Background: Although halothane directly inhibits platelet aggregation, the mechanisms of this effect are still unknown. The current study aimed to clarify the inhibitory mechanisms of halothane on thrombin-induced human platelet aggregation by measuring (1) platelet-surface glycoprotein 1b expression, (2) the concentration of intracellular free Ca2+ ([Ca2+](i)) measured simultaneously with aggregation, (3) the concentration of intracellular inositol 1,4,5-triphosphate, and (4) the concentration of intracellular cyclic 3',5'-adenosine monophosphate ([cAMP](i)). Methods: Washed platelet suspensions, obtained from healthy volunteers, were preincubated with halothane (0-2 mM) for 2 min and then exposed to 0.02 units/ml thrombin for 3 min. The glycoprotein 1b bound to fluorescein- labeled antibody was measured by fluorescence flow cytometry. [Ca2+](i) was measured, simultaneously with aggregation, in Fura-2 (Ca2+ indicator)- loaded platelets by use of a fluorometer. Inositol 1,4,5-triphosphate and [cAMP](i) were measured by radioimmunoassay. Results: Halothane had no effect on glycoprotein 1b expression with or without thrombin. Halothane decreased the thrombin stimulated [Ca2+](i) transient and inhibited platelet aggregation in a dose-dependent manner, both in the presence and in the absence of external Ca2+. Isoflurane had no apparent effect on either platelet aggregation or [Ca2+](i) in the absence of external Ca2+. Halothane inhibited the increase in inositol 1,4,5-triphosphate induced by thrombin.

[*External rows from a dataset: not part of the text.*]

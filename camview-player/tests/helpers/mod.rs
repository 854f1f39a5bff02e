//! Test helper modules for camview-player integration tests
//!
//! Provides reusable test infrastructure components:
//! - RecordingPlayer: PlayerPrimitive that records bind/detach calls
//! - ManualScheduler: RecoveryScheduler whose timers fire only when a test says so

#![allow(dead_code)]

pub mod fakes;

pub use fakes::{ManualScheduler, PlayerCall, RecordingPlayer};

use camview_common::events::BindingId;
use camview_player::negotiator::{Negotiator, RelayEndpoints};
use std::time::Duration;

pub const PRIMARY_BASE: &str = "http://relay:8889";
pub const FALLBACK_BASE: &str = "http://relay:8888";
pub const FRONT_CAMERA: &str = "rtsp://cam.local:554/front";
pub const RECOVERY_DELAY: Duration = Duration::from_secs(30);

pub type TestNegotiator = Negotiator<RecordingPlayer, ManualScheduler>;

pub fn negotiator() -> TestNegotiator {
    Negotiator::new(
        RelayEndpoints::new(PRIMARY_BASE, FALLBACK_BASE),
        RECOVERY_DELAY,
        RecordingPlayer::default(),
        ManualScheduler::default(),
    )
}

/// Negotiator already loading FRONT_CAMERA in primary mode
pub fn loading_negotiator() -> TestNegotiator {
    let mut negotiator = negotiator();
    negotiator.set_locator(FRONT_CAMERA);
    negotiator.set_playing_intent(true);
    negotiator
}

pub fn active_binding(negotiator: &TestNegotiator) -> BindingId {
    negotiator
        .snapshot()
        .binding
        .expect("negotiator should have an active binding")
}
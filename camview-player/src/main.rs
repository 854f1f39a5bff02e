//! Camera viewer (camview-player) - Main entry point
//!
//! Serves the playback negotiation API: the viewer page registers camera
//! feeds, toggles playback and hosts the media element, while this service
//! decides which relay URL the element should load.

use std::path::PathBuf;

use anyhow::{Context, Result};
use camview_common::config::{CliOverrides, PlayerConfig};
use camview_common::events::EventBus;
use camview_player::api::{self, AppContext};
use camview_player::NegotiatorHandle;
use clap::Parser;
use tokio::signal;
use tracing::info;
use tracing_subscriber::{layer::SubscriberExt, util::SubscriberInitExt};

const EVENT_BUS_CAPACITY: usize = 256;

/// Command-line arguments for camview-player
#[derive(Parser, Debug)]
#[command(name = "camview-player")]
#[command(about = "Relay playback negotiator for camera feeds")]
#[command(version)]
struct Args {
    /// Port to listen on
    #[arg(short, long)]
    port: Option<u16>,

    /// Relay base address for low-latency (WebRTC) delivery
    #[arg(long)]
    primary_base: Option<String>,

    /// Relay base address for HLS delivery
    #[arg(long)]
    fallback_base: Option<String>,

    /// Seconds to wait before retrying after both delivery modes failed
    #[arg(long)]
    recovery_delay_secs: Option<u64>,

    /// Path to config.toml
    #[arg(short, long, env = "CAMVIEW_CONFIG")]
    config: Option<PathBuf>,
}

#[tokio::main]
async fn main() -> Result<()> {
    let args = Args::parse();

    let config = PlayerConfig::resolve(&CliOverrides {
        port: args.port,
        primary_base: args.primary_base,
        fallback_base: args.fallback_base,
        recovery_delay_secs: args.recovery_delay_secs,
        config_file: args.config,
    })
    .context("Failed to load configuration")?;

    // Initialize tracing
    tracing_subscriber::registry()
        .with(
            tracing_subscriber::EnvFilter::try_from_default_env()
                .unwrap_or_else(|_| format!("{},tower_http=debug", config.log_level).into()),
        )
        .with(tracing_subscriber::fmt::layer())
        .init();

    info!(
        "Starting camview-player v{} on port {}",
        env!("CARGO_PKG_VERSION"),
        config.port
    );
    info!("Primary relay: {}", config.primary_base);
    info!("Fallback relay: {}", config.fallback_base);
    info!("Recovery delay: {:?}", config.recovery_delay);

    let event_bus = EventBus::new(EVENT_BUS_CAPACITY);
    let (negotiator, negotiator_task) = NegotiatorHandle::spawn(&config, event_bus.clone());
    info!("Negotiator initialized");

    let ctx = AppContext::new(negotiator, event_bus);
    api::run(config.port, ctx, shutdown_signal())
        .await
        .context("Server error")?;

    negotiator_task.abort();

    info!("Server shutdown complete");
    Ok(())
}

/// Graceful shutdown signal handler
async fn shutdown_signal() {
    let ctrl_c = async {
        signal::ctrl_c()
            .await
            .expect("Failed to install Ctrl+C handler");
    };

    #[cfg(unix)]
    let terminate = async {
        signal::unix::signal(signal::unix::SignalKind::terminate())
            .expect("Failed to install signal handler")
            .recv()
            .await;
    };

    #[cfg(not(unix))]
    let terminate = std::future::pending::<()>();

    tokio::select! {
        _ = ctrl_c => {
            info!("Received Ctrl+C, shutting down");
        },
        _ = terminate => {
            info!("Received terminate signal, shutting down");
        },
    }
}
//! Bootstrap configuration loading
//!
//! Configuration is fixed at process start. Each field resolves in priority order:
//! 1. Command-line argument (highest priority)
//! 2. Environment variable
//! 3. TOML config file
//! 4. Compiled default (fallback)
//!
//! A missing or unreadable TOML file never stops startup; it is logged and the
//! remaining tiers apply.

use crate::{Error, Result};
use serde::Deserialize;
use std::path::{Path, PathBuf};
use std::time::Duration;
use tracing::{info, warn};
use url::Url;

/// Default relay base for the low-latency (WebRTC/WHEP) delivery mode
pub const DEFAULT_PRIMARY_BASE: &str = "http://localhost:8889";

/// Default relay base for the segment-based (HLS) delivery mode
pub const DEFAULT_FALLBACK_BASE: &str = "http://localhost:8888";

/// Default delay before an automatic recovery attempt after both modes failed
pub const DEFAULT_RECOVERY_DELAY_SECS: u64 = 30;

/// Default HTTP port for camview-player
pub const DEFAULT_PORT: u16 = 5730;

pub const ENV_PRIMARY_BASE: &str = "CAMVIEW_PRIMARY_BASE";
pub const ENV_FALLBACK_BASE: &str = "CAMVIEW_FALLBACK_BASE";
pub const ENV_RECOVERY_DELAY_SECS: &str = "CAMVIEW_RECOVERY_DELAY_SECS";
pub const ENV_PORT: &str = "CAMVIEW_PORT";

/// Configuration as written in `config.toml`
///
/// Every field is optional; absent fields fall through to compiled defaults.
///
/// ```toml
/// port = 5730
///
/// [relay]
/// primary_base = "http://relay:8889"
/// fallback_base = "http://relay:8888"
/// recovery_delay_secs = 30
///
/// [logging]
/// level = "debug"
/// ```
#[derive(Debug, Clone, Deserialize, Default)]
pub struct TomlConfig {
    /// HTTP server port
    #[serde(default)]
    pub port: Option<u16>,

    /// Relay addresses and recovery timing
    #[serde(default)]
    pub relay: RelayToml,

    /// Logging configuration (optional)
    #[serde(default)]
    pub logging: LoggingConfig,
}

/// `[relay]` table
#[derive(Debug, Clone, Deserialize, Default)]
pub struct RelayToml {
    pub primary_base: Option<String>,
    pub fallback_base: Option<String>,
    pub recovery_delay_secs: Option<u64>,
}

/// Logging configuration
#[derive(Debug, Clone, Deserialize)]
pub struct LoggingConfig {
    /// Log level (trace, debug, info, warn, error)
    #[serde(default = "default_log_level")]
    pub level: String,
}

impl Default for LoggingConfig {
    fn default() -> Self {
        Self {
            level: default_log_level(),
        }
    }
}

fn default_log_level() -> String {
    "info".to_string()
}

impl TomlConfig {
    /// Parse a TOML document
    pub fn parse(content: &str) -> Result<Self> {
        Ok(toml::from_str(content)?)
    }

    /// Read and parse a TOML file
    pub fn load(path: &Path) -> Result<Self> {
        let content = std::fs::read_to_string(path)?;
        Self::parse(&content)
    }
}

/// Values supplied on the command line
#[derive(Debug, Clone, Default)]
pub struct CliOverrides {
    pub port: Option<u16>,
    pub primary_base: Option<String>,
    pub fallback_base: Option<String>,
    pub recovery_delay_secs: Option<u64>,
    /// Explicit config file path
    pub config_file: Option<PathBuf>,
}

/// Fully resolved configuration for camview-player
#[derive(Debug, Clone, PartialEq, Eq)]
pub struct PlayerConfig {
    pub port: u16,
    pub primary_base: String,
    pub fallback_base: String,
    pub recovery_delay: Duration,
    pub log_level: String,
}

impl Default for PlayerConfig {
    fn default() -> Self {
        Self {
            port: DEFAULT_PORT,
            primary_base: DEFAULT_PRIMARY_BASE.to_string(),
            fallback_base: DEFAULT_FALLBACK_BASE.to_string(),
            recovery_delay: Duration::from_secs(DEFAULT_RECOVERY_DELAY_SECS),
            log_level: default_log_level(),
        }
    }
}

impl PlayerConfig {
    /// Resolve configuration from CLI, environment, TOML file and defaults
    pub fn resolve(cli: &CliOverrides) -> Result<Self> {
        let toml_config = match cli.config_file.clone().or_else(default_config_path) {
            Some(path) => load_toml_or_default(&path)?,
            None => {
                info!("No config file found, using defaults");
                TomlConfig::default()
            }
        };
        Self::resolve_with(cli, &toml_config)
    }

    /// Resolve against an already loaded TOML config
    pub fn resolve_with(cli: &CliOverrides, toml_config: &TomlConfig) -> Result<Self> {
        let defaults = Self::default();

        let port = match cli.port {
            Some(port) => port,
            None => match env_parsed::<u16>(ENV_PORT)? {
                Some(port) => port,
                None => toml_config.port.unwrap_or(defaults.port),
            },
        };

        let primary_base = cli
            .primary_base
            .clone()
            .or_else(|| env_string(ENV_PRIMARY_BASE))
            .or_else(|| toml_config.relay.primary_base.clone())
            .unwrap_or(defaults.primary_base);

        let fallback_base = cli
            .fallback_base
            .clone()
            .or_else(|| env_string(ENV_FALLBACK_BASE))
            .or_else(|| toml_config.relay.fallback_base.clone())
            .unwrap_or(defaults.fallback_base);

        let recovery_delay_secs = match cli.recovery_delay_secs {
            Some(secs) => secs,
            None => match env_parsed::<u64>(ENV_RECOVERY_DELAY_SECS)? {
                Some(secs) => secs,
                None => toml_config
                    .relay
                    .recovery_delay_secs
                    .unwrap_or(DEFAULT_RECOVERY_DELAY_SECS),
            },
        };

        let config = Self {
            port,
            primary_base,
            fallback_base,
            recovery_delay: Duration::from_secs(recovery_delay_secs),
            log_level: toml_config.logging.level.clone(),
        };
        config.validate()?;
        Ok(config)
    }

    /// Check relay addresses and recovery delay
    pub fn validate(&self) -> Result<()> {
        validate_base("primary_base", &self.primary_base)?;
        validate_base("fallback_base", &self.fallback_base)?;
        if self.recovery_delay.is_zero() {
            return Err(Error::Config(
                "recovery_delay_secs must be greater than 0".to_string(),
            ));
        }
        Ok(())
    }
}

fn validate_base(field: &str, value: &str) -> Result<()> {
    let url = Url::parse(value)
        .map_err(|e| Error::Config(format!("{} '{}' is not a valid URL: {}", field, value, e)))?;
    if !matches!(url.scheme(), "http" | "https") || url.host_str().is_none() {
        return Err(Error::Config(format!(
            "{} '{}' must be an absolute http(s) address",
            field, value
        )));
    }
    Ok(())
}

fn env_string(name: &str) -> Option<String> {
    std::env::var(name).ok().filter(|v| !v.trim().is_empty())
}

fn env_parsed<T: std::str::FromStr>(name: &str) -> Result<Option<T>> {
    match env_string(name) {
        Some(raw) => raw
            .trim()
            .parse::<T>()
            .map(Some)
            .map_err(|_| Error::Config(format!("{}='{}' is not a valid value", name, raw))),
        None => Ok(None),
    }
}

fn load_toml_or_default(path: &Path) -> Result<TomlConfig> {
    match std::fs::read_to_string(path) {
        Ok(content) => {
            info!("Loading config file: {}", path.display());
            TomlConfig::parse(&content)
        }
        Err(e) => {
            warn!(
                "Config file {} could not be read ({}), using defaults",
                path.display(),
                e
            );
            Ok(TomlConfig::default())
        }
    }
}

/// Locate the default configuration file for the platform
///
/// Linux checks `~/.config/camview/config.toml` then `/etc/camview/config.toml`.
pub fn default_config_path() -> Option<PathBuf> {
    let user_config = dirs::config_dir().map(|d| d.join("camview").join("config.toml"));
    if let Some(path) = user_config {
        if path.exists() {
            return Some(path);
        }
    }

    if cfg!(target_os = "linux") {
        let system_config = PathBuf::from("/etc/camview/config.toml");
        if system_config.exists() {
            return Some(system_config);
        }
    }

    None
}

Halothane moderately but significantly increased [cAMP](i), but the adenylate cyclase activator forskolin (which has the same inhibitory ability on aggregation as halothane) increased [cAMP](i) to a much greater extent than did halothane. Conclusions: Halothane inhibits thrombin-induced human platelet aggregation by decreasing [Ca2+](i) without inhibiting agonist- receptor binding; the inhibitory effect of halothane on [Ca2+](i) might be mediated by a decrease in inositol 1,4,5-triphosphate and in part by an increase in [cAMP](i).